## WORK TASK
Search the material for lines containing the word "order", and copy each one.
===== GIVEN RECORDS
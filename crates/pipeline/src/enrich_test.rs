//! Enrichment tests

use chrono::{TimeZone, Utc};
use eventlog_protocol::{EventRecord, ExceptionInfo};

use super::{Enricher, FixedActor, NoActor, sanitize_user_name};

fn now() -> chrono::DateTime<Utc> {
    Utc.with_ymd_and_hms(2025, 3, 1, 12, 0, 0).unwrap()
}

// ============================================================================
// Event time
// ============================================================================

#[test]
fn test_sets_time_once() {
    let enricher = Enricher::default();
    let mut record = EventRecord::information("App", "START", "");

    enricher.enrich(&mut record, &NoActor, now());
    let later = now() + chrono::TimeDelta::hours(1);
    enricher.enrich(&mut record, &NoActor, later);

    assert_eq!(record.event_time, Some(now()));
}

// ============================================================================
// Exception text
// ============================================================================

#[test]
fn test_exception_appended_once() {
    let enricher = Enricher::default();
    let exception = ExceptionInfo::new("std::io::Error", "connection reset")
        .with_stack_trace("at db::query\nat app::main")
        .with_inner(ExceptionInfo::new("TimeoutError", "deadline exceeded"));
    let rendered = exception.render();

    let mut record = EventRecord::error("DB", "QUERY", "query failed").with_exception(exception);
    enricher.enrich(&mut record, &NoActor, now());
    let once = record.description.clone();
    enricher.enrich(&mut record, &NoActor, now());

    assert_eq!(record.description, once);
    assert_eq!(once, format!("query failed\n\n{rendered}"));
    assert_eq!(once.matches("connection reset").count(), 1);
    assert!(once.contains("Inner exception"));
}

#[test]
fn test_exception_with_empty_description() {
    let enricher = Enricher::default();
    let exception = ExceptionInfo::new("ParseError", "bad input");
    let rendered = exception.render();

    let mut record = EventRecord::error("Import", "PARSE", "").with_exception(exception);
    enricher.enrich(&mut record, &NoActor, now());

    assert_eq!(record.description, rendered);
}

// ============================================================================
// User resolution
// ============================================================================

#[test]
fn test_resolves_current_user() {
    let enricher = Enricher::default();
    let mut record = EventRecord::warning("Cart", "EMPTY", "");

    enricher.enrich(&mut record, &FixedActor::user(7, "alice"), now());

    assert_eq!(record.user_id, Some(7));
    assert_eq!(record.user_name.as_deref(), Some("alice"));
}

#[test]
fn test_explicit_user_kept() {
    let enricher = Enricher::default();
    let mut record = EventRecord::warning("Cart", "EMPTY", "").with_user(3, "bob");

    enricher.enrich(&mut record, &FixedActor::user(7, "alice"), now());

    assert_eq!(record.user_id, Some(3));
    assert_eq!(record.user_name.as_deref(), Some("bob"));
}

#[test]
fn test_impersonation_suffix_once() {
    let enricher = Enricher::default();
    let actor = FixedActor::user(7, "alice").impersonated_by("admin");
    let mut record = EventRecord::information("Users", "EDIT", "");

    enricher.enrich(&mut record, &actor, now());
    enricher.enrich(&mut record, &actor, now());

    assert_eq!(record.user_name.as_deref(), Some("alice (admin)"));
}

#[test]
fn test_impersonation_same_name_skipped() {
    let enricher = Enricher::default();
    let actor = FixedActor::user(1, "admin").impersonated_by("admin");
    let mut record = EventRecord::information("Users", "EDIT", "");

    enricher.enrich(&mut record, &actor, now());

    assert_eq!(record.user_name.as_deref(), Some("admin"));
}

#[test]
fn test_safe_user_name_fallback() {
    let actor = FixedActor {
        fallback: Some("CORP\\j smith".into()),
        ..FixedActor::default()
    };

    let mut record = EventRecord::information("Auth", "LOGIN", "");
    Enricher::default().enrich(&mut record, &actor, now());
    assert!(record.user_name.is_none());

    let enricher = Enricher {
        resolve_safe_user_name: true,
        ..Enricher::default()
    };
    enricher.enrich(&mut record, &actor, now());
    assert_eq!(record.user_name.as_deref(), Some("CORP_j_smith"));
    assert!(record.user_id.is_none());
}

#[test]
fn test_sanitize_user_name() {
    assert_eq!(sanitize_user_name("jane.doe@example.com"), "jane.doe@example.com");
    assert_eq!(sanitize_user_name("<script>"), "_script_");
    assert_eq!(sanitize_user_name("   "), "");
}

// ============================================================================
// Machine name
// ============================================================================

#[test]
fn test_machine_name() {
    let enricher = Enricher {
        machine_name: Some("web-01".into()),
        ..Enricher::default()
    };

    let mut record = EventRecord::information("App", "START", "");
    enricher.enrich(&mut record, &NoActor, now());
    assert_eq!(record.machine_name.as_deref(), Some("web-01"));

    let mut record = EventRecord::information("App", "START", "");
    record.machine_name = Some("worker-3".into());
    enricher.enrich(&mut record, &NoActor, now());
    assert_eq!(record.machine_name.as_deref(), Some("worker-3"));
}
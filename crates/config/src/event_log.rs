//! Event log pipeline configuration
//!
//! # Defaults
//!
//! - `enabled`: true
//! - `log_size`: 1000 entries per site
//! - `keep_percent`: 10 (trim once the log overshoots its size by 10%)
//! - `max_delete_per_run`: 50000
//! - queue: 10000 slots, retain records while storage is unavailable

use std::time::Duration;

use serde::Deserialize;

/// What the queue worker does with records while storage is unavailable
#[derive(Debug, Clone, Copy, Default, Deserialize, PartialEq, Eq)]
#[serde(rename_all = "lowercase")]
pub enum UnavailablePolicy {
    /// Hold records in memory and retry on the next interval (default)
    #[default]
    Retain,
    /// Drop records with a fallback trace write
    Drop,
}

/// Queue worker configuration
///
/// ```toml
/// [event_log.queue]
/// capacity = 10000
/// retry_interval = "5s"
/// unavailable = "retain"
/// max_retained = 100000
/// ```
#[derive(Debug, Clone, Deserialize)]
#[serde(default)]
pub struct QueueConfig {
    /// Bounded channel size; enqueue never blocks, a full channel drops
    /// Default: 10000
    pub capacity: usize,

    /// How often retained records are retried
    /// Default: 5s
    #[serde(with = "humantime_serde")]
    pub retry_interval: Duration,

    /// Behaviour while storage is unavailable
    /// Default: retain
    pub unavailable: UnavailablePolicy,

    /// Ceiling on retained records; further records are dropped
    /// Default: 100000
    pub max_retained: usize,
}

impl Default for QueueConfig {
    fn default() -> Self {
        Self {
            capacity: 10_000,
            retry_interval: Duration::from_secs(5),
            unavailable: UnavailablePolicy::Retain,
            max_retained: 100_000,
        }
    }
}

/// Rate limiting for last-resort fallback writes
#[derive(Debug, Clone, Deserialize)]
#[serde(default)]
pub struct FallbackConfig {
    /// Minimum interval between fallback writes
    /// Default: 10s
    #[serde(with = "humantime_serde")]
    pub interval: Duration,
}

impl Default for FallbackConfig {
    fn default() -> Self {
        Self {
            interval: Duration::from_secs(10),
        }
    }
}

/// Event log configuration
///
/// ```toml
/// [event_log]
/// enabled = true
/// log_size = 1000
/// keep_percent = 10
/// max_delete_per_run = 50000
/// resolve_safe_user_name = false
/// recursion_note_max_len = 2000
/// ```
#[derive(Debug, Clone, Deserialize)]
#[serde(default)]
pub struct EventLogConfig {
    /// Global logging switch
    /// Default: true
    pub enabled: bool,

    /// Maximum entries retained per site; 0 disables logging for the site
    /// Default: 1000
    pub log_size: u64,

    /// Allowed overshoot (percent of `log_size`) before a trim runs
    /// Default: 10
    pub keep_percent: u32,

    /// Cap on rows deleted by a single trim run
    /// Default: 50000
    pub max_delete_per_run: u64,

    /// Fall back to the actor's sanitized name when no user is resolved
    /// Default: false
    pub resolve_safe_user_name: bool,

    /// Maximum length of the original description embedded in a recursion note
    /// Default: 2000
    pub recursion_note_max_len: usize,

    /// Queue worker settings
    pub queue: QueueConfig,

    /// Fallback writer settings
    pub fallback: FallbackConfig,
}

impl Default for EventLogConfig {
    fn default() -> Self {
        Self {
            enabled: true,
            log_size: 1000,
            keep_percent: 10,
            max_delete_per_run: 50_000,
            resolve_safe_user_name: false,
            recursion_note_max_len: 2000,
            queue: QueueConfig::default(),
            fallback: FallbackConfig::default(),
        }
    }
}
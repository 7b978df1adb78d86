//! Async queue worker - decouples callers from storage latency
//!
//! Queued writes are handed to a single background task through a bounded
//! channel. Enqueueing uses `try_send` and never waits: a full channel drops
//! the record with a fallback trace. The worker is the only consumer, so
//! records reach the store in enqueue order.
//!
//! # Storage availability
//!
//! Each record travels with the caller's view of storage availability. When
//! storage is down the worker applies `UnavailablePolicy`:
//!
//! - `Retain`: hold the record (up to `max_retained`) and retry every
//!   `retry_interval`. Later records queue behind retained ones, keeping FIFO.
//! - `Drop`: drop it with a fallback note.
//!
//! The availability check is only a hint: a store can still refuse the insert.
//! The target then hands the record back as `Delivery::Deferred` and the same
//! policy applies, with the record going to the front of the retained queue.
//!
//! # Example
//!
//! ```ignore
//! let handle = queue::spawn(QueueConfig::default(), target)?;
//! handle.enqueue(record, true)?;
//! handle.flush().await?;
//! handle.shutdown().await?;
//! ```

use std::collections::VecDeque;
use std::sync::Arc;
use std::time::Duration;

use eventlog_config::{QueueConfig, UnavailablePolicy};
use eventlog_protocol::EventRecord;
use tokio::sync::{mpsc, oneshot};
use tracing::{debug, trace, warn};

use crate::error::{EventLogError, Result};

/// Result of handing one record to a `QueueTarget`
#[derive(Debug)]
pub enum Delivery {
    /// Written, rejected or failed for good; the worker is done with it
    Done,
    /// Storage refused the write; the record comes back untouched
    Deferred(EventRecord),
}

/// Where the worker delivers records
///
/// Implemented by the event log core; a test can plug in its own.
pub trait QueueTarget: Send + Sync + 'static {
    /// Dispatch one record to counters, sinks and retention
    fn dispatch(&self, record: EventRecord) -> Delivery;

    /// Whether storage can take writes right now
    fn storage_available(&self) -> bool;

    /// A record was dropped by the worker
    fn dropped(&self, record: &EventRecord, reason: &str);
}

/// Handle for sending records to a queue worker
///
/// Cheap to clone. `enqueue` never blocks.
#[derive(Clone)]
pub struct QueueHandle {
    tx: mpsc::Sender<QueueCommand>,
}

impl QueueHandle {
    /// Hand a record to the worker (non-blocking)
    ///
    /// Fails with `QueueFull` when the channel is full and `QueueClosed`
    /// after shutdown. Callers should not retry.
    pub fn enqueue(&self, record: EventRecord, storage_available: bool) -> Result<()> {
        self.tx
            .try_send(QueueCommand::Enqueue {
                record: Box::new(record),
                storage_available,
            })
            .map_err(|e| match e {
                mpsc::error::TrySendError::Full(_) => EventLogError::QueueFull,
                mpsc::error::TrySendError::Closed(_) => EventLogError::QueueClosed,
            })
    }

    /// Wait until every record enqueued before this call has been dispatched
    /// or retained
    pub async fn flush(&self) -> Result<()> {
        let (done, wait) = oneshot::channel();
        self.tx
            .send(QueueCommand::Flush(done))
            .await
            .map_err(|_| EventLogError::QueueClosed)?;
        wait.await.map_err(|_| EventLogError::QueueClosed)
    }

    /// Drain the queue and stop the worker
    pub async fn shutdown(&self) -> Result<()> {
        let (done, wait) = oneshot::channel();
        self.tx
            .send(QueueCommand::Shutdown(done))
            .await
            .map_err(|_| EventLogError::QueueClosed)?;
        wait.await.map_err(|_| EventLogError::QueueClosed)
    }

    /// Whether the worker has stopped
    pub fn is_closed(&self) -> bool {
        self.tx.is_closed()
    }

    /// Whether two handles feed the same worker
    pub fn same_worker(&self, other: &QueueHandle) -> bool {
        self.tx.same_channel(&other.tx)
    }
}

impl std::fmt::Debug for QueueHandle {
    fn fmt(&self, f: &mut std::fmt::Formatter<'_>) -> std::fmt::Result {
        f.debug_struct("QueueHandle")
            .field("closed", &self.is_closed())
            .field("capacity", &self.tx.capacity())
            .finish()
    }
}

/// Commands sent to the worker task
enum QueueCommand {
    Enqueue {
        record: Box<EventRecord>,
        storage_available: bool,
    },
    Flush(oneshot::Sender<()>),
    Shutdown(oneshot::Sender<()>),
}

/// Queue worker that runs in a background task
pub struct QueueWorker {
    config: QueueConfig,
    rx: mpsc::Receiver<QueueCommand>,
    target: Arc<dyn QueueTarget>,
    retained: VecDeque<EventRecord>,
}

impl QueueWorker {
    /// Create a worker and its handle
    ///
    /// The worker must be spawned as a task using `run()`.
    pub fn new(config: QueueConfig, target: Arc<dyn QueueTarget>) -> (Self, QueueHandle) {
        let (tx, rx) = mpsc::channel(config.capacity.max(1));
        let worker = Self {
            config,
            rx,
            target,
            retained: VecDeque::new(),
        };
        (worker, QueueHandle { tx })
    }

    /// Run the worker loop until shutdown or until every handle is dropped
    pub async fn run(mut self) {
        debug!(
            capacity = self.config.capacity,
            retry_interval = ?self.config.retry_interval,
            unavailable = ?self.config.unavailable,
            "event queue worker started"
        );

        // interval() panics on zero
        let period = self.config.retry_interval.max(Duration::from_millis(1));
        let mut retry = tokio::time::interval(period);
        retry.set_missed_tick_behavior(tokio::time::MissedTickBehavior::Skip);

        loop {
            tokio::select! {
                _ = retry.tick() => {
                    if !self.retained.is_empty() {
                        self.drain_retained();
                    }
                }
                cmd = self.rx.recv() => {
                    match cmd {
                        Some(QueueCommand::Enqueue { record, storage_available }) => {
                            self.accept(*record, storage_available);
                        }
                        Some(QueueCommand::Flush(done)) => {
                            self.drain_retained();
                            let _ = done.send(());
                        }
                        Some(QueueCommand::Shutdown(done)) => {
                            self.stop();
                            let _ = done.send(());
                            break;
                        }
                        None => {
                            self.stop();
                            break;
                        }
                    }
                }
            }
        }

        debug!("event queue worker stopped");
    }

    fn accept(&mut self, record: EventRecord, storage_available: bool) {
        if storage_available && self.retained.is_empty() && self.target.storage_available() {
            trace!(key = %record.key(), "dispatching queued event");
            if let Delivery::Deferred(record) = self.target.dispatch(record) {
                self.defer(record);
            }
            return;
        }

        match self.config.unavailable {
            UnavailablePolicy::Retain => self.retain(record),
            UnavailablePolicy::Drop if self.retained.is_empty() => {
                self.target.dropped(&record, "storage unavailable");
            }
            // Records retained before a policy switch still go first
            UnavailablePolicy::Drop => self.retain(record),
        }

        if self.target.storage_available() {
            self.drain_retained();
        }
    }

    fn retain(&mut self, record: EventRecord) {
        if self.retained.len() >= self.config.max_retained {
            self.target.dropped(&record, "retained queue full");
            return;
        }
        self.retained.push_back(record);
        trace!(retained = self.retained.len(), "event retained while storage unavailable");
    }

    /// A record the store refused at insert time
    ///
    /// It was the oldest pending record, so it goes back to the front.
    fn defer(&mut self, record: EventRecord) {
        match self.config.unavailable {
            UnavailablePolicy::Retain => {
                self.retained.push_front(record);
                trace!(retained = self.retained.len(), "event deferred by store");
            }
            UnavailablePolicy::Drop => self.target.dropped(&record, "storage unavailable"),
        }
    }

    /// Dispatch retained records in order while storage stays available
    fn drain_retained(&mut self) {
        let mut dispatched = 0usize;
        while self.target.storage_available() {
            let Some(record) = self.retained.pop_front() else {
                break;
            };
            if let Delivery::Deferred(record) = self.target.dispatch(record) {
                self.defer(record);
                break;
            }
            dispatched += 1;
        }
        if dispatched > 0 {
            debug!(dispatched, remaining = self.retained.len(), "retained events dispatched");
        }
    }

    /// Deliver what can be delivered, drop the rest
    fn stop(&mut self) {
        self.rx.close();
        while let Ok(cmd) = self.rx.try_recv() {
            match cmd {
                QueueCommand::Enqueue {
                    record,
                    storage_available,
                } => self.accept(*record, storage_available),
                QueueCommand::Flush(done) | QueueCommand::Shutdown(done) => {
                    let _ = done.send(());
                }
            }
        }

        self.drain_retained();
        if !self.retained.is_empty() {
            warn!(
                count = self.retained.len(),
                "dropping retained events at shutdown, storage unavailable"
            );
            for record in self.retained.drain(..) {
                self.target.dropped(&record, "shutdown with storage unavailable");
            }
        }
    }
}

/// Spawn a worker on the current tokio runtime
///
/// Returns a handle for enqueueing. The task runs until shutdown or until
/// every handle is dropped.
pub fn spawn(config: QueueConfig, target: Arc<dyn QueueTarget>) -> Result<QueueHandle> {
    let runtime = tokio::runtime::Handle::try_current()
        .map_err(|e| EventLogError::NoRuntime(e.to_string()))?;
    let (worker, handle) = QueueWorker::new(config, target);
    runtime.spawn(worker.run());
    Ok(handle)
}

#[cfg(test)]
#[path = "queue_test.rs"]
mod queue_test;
==========
## FINAL ANSWER
//! records reach the store in enqueue order.
    /// Dispatch retained records in order while storage stays available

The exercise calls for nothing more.